In contrast to homophilic graphs, for heterophilic subgraphs, the closer the nodes are, the more dissimilar they are \citep{zhu2020deep}. 

\newtheorem{lemma}{Lemma}

\begin{lemma} \label{lemma:1}
Let \( \pmb{A} \) and \( \widetilde{\pmb{A}} \) be adjacency matrices of the target graph and its augmented counterpart. Suppose that \( \pmb{A} \) and \( \widetilde{\pmb{A}} \) have the same eigenspaces, and let \( \pmb{D} \) and \( \widetilde{\pmb{D}} \) be the corresponding degree matrices, where \( \pmb{D} = \widetilde{\pmb{D}} \). Then the Laplacian matrices \( \pmb{L} \) and \( \widetilde{\pmb{L}} \) have the same eigenspaces.
\end{lemma}
\begin{proof}
Given that \( \pmb{A} \) and \( \widetilde{\pmb{A}} \) have the same eigenspaces, there exists an orthogonal matrix \( \pmb{Q} \) such that:
\[ \pmb{A} = \pmb{Q} \pmb{\Lambda} \pmb{Q}^T \quad \text{and} \quad \widetilde{\pmb{A}} = \pmb{Q} \widetilde{\pmb{\Lambda}} \pmb{Q}^T \]
where \( \pmb{\Lambda} \) and \( \widetilde{\pmb{\Lambda}} \) are diagonal matrices containing the eigenvalues of \( \pmb{A} \) and \( \widetilde{\pmb{A}} \), respectively.
Since \( \pmb{D} = \widetilde{\pmb{D}} \), let \( \pmb{D} = \widetilde{\pmb{D}} \).
The Laplacian matrices are defined as:
\[ \pmb{L} = \pmb{D} - \pmb{A} \quad \text{and} \quad \widetilde{\pmb{L}} = \pmb{D} - \widetilde{\pmb{A}} \]
Substituting the spectral decompositions of \( \pmb{A} \) and \( \widetilde{\pmb{A}} \), we have:
\[ \pmb{L} = \pmb{D} - \pmb{Q} \pmb{\Lambda} \pmb{Q}^T \]
\[ \widetilde{\pmb{L}} = \pmb{D} - \pmb{Q} \widetilde{\pmb{\Lambda}} \pmb{Q}^T \]
Both \( \pmb{L} \) and \( \widetilde{\pmb{L}} \) can be written as:
\[ \pmb{L} = \pmb{Q} (\pmb{Q}^T \pmb{D} \pmb{Q} - \pmb{\Lambda}) \pmb{Q}^T \]
\[ \widetilde{\pmb{L}} = \pmb{Q} (\pmb{Q}^T \pmb{D} \pmb{Q} - \widetilde{\pmb{\Lambda}}) \pmb{Q}^T \]
Since \( \pmb{D} \) is diagonal, \( \pmb{Q}^T \pmb{D} \pmb{Q} \) remains a diagonal matrix (as the orthogonal transformation of a diagonal matrix preserves diagonal structure).
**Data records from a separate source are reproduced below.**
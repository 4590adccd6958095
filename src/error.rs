use axum::{
    Json,
    extract::rejection::JsonRejection,
    http::StatusCode,
    response::{IntoResponse, Response},
};
use serde::Serialize;

use crate::services::{ClinicError, FieldErrors};

/// Failure side of the `{success, ...}` envelope.
#[derive(Debug, Serialize)]
pub struct ErrorResponse {
    pub success: bool,
    pub message: String,
    #[serde(skip_serializing_if = "Option::is_none")]
    pub error: Option<String>,
    #[serde(skip_serializing_if = "Option::is_none")]
    pub error_type: Option<&'static str>,
    #[serde(skip_serializing_if = "Option::is_none")]
    pub errors: Option<FieldErrors>,
}

#[derive(Debug)]
pub enum ApiError {
    Validation(String, FieldErrors),
    NotFound(String),
    ConsultationLimit(String),
    BadRequest(String),
    Internal(String),
}

impl ApiError {
    fn body(message: String) -> ErrorResponse {
        ErrorResponse {
            success: false,
            message,
            error: None,
            error_type: None,
            errors: None,
        }
    }
}

impl From<ClinicError> for ApiError {
    fn from(err: ClinicError) -> Self {
        match err {
            ClinicError::Validation { message, errors } => ApiError::Validation(message, errors),
            ClinicError::NotFound(msg) => ApiError::NotFound(msg),
            limit @ ClinicError::ConsultationLimitExceeded { .. } => {
                ApiError::ConsultationLimit(limit.to_string())
            }
            ClinicError::Storage(e) => {
                tracing::error!(error = %e, "storage failure");
                ApiError::Internal(e.to_string())
            }
        }
    }
}

impl From<JsonRejection> for ApiError {
    fn from(rejection: JsonRejection) -> Self {
        match rejection {
            JsonRejection::JsonDataError(e) => {
                let mut errors = FieldErrors::new();
                errors.insert("body".into(), vec![e.body_text()]);
                ApiError::Validation("Validation failed".into(), errors)
            }
            other => ApiError::BadRequest(other.body_text()),
        }
    }
}

impl IntoResponse for ApiError {
    fn into_response(self) -> Response {
        match self {
            ApiError::Validation(msg, errors) => (
                StatusCode::UNPROCESSABLE_ENTITY,
                Json(ErrorResponse {
                    errors: Some(errors),
                    ..ApiError::body(msg)
                }),
            )
                .into_response(),
            ApiError::NotFound(msg) => {
                (StatusCode::NOT_FOUND, Json(ApiError::body(msg))).into_response()
            }
            ApiError::ConsultationLimit(msg) => (
                StatusCode::UNPROCESSABLE_ENTITY,
                Json(ErrorResponse {
                    error_type: Some("consultation_limit"),
                    ..ApiError::body(msg)
                }),
            )
                .into_response(),
            ApiError::BadRequest(msg) => {
                (StatusCode::BAD_REQUEST, Json(ApiError::body(msg))).into_response()
            }
            ApiError::Internal(detail) => (
                StatusCode::INTERNAL_SERVER_ERROR,
                Json(ErrorResponse {
                    error: Some(detail),
                    ..ApiError::body("Internal server error".into())
                }),
            )
                .into_response(),
        }
    }
}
Let \( \pmb{D}' = \pmb{Q}^T \pmb{D} \pmb{Q} \), then:
\[ \pmb{L} = \pmb{Q} (\pmb{D}' - \pmb{\Lambda}) \pmb{Q}^T \]
\[ \widetilde{\pmb{L}} = \pmb{Q} (\pmb{D}' - \widetilde{\pmb{\Lambda}}) \pmb{Q}^T \]
The eigenvalues of \( \pmb{L} \) and \( \widetilde{\pmb{L}} \) are given by the diagonal entries of \( \pmb{D}' - \pmb{\Lambda} \) and \( \pmb{D}' - \widetilde{\pmb{\Lambda}} \), respectively. Since \( \pmb{Q} \) is the same for both \( \pmb{L} \) and \( \widetilde{\pmb{L}} \), they have the same eigenspaces.
Thus, \( \pmb{L} \) and \( \widetilde{\pmb{L}} \) have the same eigenspaces.
\end{proof}

\subsection{Theorem \ref{the:major} [\alg: Spectral Invariance]}
% \begin{theorem*}
Given a graph \( \mathcal{G} \), we infer a homophilic and a heterophilic subgraph from it, denoted as \( \mathcal{G}_{\text{hom}} \) and \( \mathcal{G}_{\text{het}} \), respectively. Their augmented counterparts are denoted as \( \tilde{\mathcal{G}}_{\text{hom}} \) and \( \tilde{\mathcal{G}}_{\text{het}} \). For graph augmentations, we follow \citep{liu2022revisiting}, where the adjacency matrix of the homophilic subgraph and the augmented homophilic subgraph share the same eigenspaces (\(\pmb{A}_{\text{hom}}\) and \( \tilde{\pmb{A}}_{\text{hom}} \)). Similarly, the adjacency matrix of the heterophilic subgraph and the augmented heterophilic subgraph share the same eigenspaces (\(\pmb{A}_{\text{het}}\) and \( \tilde{\pmb{A}}_{\text{het}} \)). By Lemma \ref{lemma:1}, the Laplacian matrix of the homophilic subgraph and the augmented homophilic subgraph share the same eigenspaces (\(\pmb{L}_{\text{hom}}\) and \( \tilde{\pmb{L}}_{\text{hom}} \)), and the Laplacian matrix of the heterophilic subgraph and the augmented heterophilic subgraph share the same eigenspaces (\(\pmb{L}_{\text{het}}\) and \( \tilde{\pmb{L}}_{\text{het}} \)).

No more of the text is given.